Three separate ISIL groups have been identified based in different parts of the Sahara, and, say officials, they are striking at the country’s vulnerable oil and water infrastructure.

One group is near the Mabrouk and Zalla oilfields on the edge of the Sirte Basin, home to the bulk of Libya’s oil production, with a second south-west of Sirte, near the town of Bani Walid.

A third operates close to the border with Algeria, where French officials say ISIL and other groups including Al Qaeda have supply lines crossing into Chad and Niger. Attacks in recent weeks by this group on electricity infrastructure near the southern city of Sabha have worsened power outages in the capital.

“While [ISIL] no longer controls territory, the fight against terrorism is far from finished,” the head of the United Nations Support Mission In Libya (UNSMIL) Martin Kobler told the UN Security Council on Wednesday. “The country’s borders remain porous. Terrorists, human and weapons traffickers and criminal gangs continue to exploit the security vacuum.”

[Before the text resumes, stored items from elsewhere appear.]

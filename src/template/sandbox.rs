//! Capability-restricted handlebars registry
//!
//! The registry built here is the only place templates are ever evaluated.
//! It binds no partials, no template loaders and no helpers with I/O; the
//! builtin `each` is swapped for a budgeted version and the dynamic-access
//! builtins (`lookup`, `log`, `raw`) are removed.

use handlebars::{
    BlockContext, BlockParams, Context, Decorator, DecoratorDef, Handlebars, Helper, HelperDef, HelperResult, JsonRender,
    Output, RenderContext, RenderErrorReason, Renderable, handlebars_helper, no_escape,
};
use parking_lot::Mutex;
use serde_json::Value as Json;
use std::sync::Arc;
use std::sync::atomic::{AtomicUsize, Ordering};
use std::time::Instant;

use super::renderer::RenderLimits;
use crate::error::ResourceLimit;

/// Control and logic helpers templates may call
pub const CONTROL_HELPERS: [&str; 14] = [
    "if", "unless", "each", "with", "eq", "ne", "gt", "gte", "lt", "lte", "and", "or", "not", "len",
];

/// Pure string filters templates may call
pub const STRING_FILTERS: [&str; 6] = ["upper", "lower", "trim", "capitalize", "truncate", "join"];

/// Builtins removed from the registry
const REMOVED_BUILTINS: [&str; 3] = ["lookup", "log", "raw"];

/// Whether a helper name is on the allow-list
pub fn is_allowed_helper(name: &str) -> bool {
    CONTROL_HELPERS.contains(&name) || STRING_FILTERS.contains(&name)
}

/// Per-render resource accounting shared by the output writer and loop helper
#[derive(Debug)]
pub(crate) struct RenderBudget {
    limits: RenderLimits,
    started: Instant,
    iterations: AtomicUsize,
    written: AtomicUsize,
    breach: Mutex<Option<ResourceLimit>>,
}

impl RenderBudget {
    pub(crate) fn new(limits: RenderLimits) -> Arc<Self> {
        Arc::new(Self {
            limits,
            started: Instant::now(),
            iterations: AtomicUsize::new(0),
            written: AtomicUsize::new(0),
            breach: Mutex::new(None),
        })
    }

    fn trip(&self, limit: ResourceLimit) -> ResourceLimit {
        let mut breach = self.breach.lock();
        breach.get_or_insert(limit).clone()
    }

    pub(crate) fn breach(&self) -> Option<ResourceLimit> {
        self.breach.lock().clone()
    }

    pub(crate) fn check_deadline(&self) -> Result<(), ResourceLimit> {
        if self.started.elapsed() > self.limits.timeout {
            return Err(self.trip(ResourceLimit::timeout(self.limits.timeout)));
        }
        Ok(())
    }

    pub(crate) fn charge_iteration(&self) -> Result<(), ResourceLimit> {
        let count = self.iterations.fetch_add(1, Ordering::Relaxed) + 1;
        if count > self.limits.max_loop_iterations {
            return Err(self.trip(ResourceLimit::LoopIterations {
                limit: self.limits.max_loop_iterations,
            }));
        }
        self.check_deadline()
    }

    pub(crate) fn charge_output(&self, bytes: usize) -> Result<(), ResourceLimit> {
        let total = self.written.fetch_add(bytes, Ordering::Relaxed) + bytes;
        if total > self.limits.max_output_bytes {
            return Err(self.trip(ResourceLimit::OutputTooLarge {
                limit: self.limits.max_output_bytes,
            }));
        }
        self.check_deadline()
    }

    pub(crate) fn iterations(&self) -> usize {
        self.iterations.load(Ordering::Relaxed)
    }
}

/// `each` with a shared iteration budget
///
/// Behaves like the builtin for arrays and objects (`@index`, `@key`,
/// `@first`, `@last`, block params, `{{else}}`), but charges every iteration
/// against the render budget and aborts once it is spent.
struct BoundedEach {
    budget: Arc<RenderBudget>,
}

impl HelperDef for BoundedEach {
    fn call<'reg: 'rc, 'rc>(
        &self,
        h: &Helper<'rc>,
        r: &'reg Handlebars<'reg>,
        ctx: &'rc Context,
        rc: &mut RenderContext<'reg, 'rc>,
        out: &mut dyn Output,
    ) -> HelperResult {
        let value = h.param(0).ok_or(RenderErrorReason::ParamNotFoundForIndex("each", 0))?;
        let Some(template) = h.template() else {
            return Ok(());
        };

        let items: Vec<(Json, Json)> = match value.value() {
            Json::Array(list) if !list.is_empty() => list
                .iter()
                .enumerate()
                .map(|(i, v)| (Json::from(i), v.clone()))
                .collect(),
            Json::Object(obj) if !obj.is_empty() => obj.iter().map(|(k, v)| (Json::from(k.clone()), v.clone())).collect(),
            Json::Array(_) | Json::Object(_) if h.inverse().is_none() => return Ok(()),
            _ => {
                return if let Some(inverse) = h.inverse() {
                    inverse.render(r, ctx, rc, out)
                } else if r.strict_mode() {
                    Err(handlebars::RenderError::strict_error(value.relative_path()))
                } else {
                    Ok(())
                };
            }
        };

        let len = items.len();
        rc.push_block(BlockContext::new());
        for (i, (key, item)) in items.into_iter().enumerate() {
            if let Err(limit) = self.budget.charge_iteration() {
                rc.pop_block();
                return Err(RenderErrorReason::Other(limit.to_string()).into());
            }

            if let Some(block) = rc.block_mut() {
                block.set_local_var("first", Json::Bool(i == 0));
                block.set_local_var("last", Json::Bool(i + 1 == len));
                block.set_local_var("index", Json::from(i));
                if key.is_string() {
                    block.set_local_var("key", key.clone());
                }

                if let Some(name) = h.block_param() {
                    let mut params = BlockParams::new();
                    params.add_value(name, item.clone())?;
                    block.set_block_params(params);
                } else if let Some((name, key_name)) = h.block_param_pair() {
                    let mut params = BlockParams::new();
                    params.add_value(name, item.clone())?;
                    params.add_value(key_name, key)?;
                    block.set_block_params(params);
                }
                block.set_base_value(item);
            }

            template.render(r, ctx, rc, out)?;
        }
        rc.pop_block();
        Ok(())
    }
}

/// Decorators are not part of the sandbox
struct DeniedDecorator;

impl DecoratorDef for DeniedDecorator {
    fn call<'reg: 'rc, 'rc>(
        &'reg self,
        d: &Decorator<'rc>,
        _: &'reg Handlebars<'reg>,
        _: &'rc Context,
        _: &mut RenderContext<'reg, 'rc>,
    ) -> Result<(), handlebars::RenderError> {
        Err(RenderErrorReason::DecoratorNotFound(d.name().to_string()).into())
    }
}

fn capitalize_str(s: &str) -> String {
    let mut chars = s.chars();
    match chars.next() {
        Some(first) => first.to_uppercase().chain(chars).collect(),
        None => String::new(),
    }
}

handlebars_helper!(upper: |s: str| s.to_uppercase());
handlebars_helper!(lower: |s: str| s.to_lowercase());
handlebars_helper!(trim: |s: str| s.trim().to_string());
handlebars_helper!(capitalize: |s: str| capitalize_str(s));
handlebars_helper!(truncate: |s: str, n: u64| s.chars().take(n as usize).collect::<String>());
handlebars_helper!(join: |list: array, {sep: str = ", "}| {
    list.iter().map(|v| v.render()).collect::<Vec<String>>().join(sep)
});

/// Build a fresh sandboxed registry bound to one render budget
pub(crate) fn build_registry(budget: Arc<RenderBudget>) -> Handlebars<'static> {
    let mut registry = Handlebars::new();
    registry.set_strict_mode(true);
    registry.set_dev_mode(false);
    registry.register_escape_fn(no_escape);

    for name in REMOVED_BUILTINS {
        registry.unregister_helper(name);
    }
    registry.register_helper("each", Box::new(BoundedEach { budget }));
    registry.register_decorator("inline", Box::new(DeniedDecorator));

    registry.register_helper("upper", Box::new(upper));
    registry.register_helper("lower", Box::new(lower));
    registry.register_helper("trim", Box::new(trim));
    registry.register_helper("capitalize", Box::new(capitalize));
    registry.register_helper("truncate", Box::new(truncate));
    registry.register_helper("join", Box::new(join));
    registry
}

American air strikes have already hit one group, reporting at least 80 militants killed on January 19 when two US-B2 Spirit bombers targeted two ISIL camps in the desert south-east of Sirte.

Photographs of the bombing sites show that the militants were well organised, with dugouts, jeeps, satellite phones and supply dumps.

Meanwhile ISIL continues to hold two enclaves in the eastern city of Benghazi, fighting against the Libyan National Army (LNA) led by Field Marshall Khalifa Haftar, the country’s most powerful military commander.

Libyan officials say in recent weeks ISIL has hit pipelines of the Great Man-Made River, the network on which the capital Tripoli and many coastal towns depend for much of their water supply. Other attacks have hit electricity pylons and oil pipelines.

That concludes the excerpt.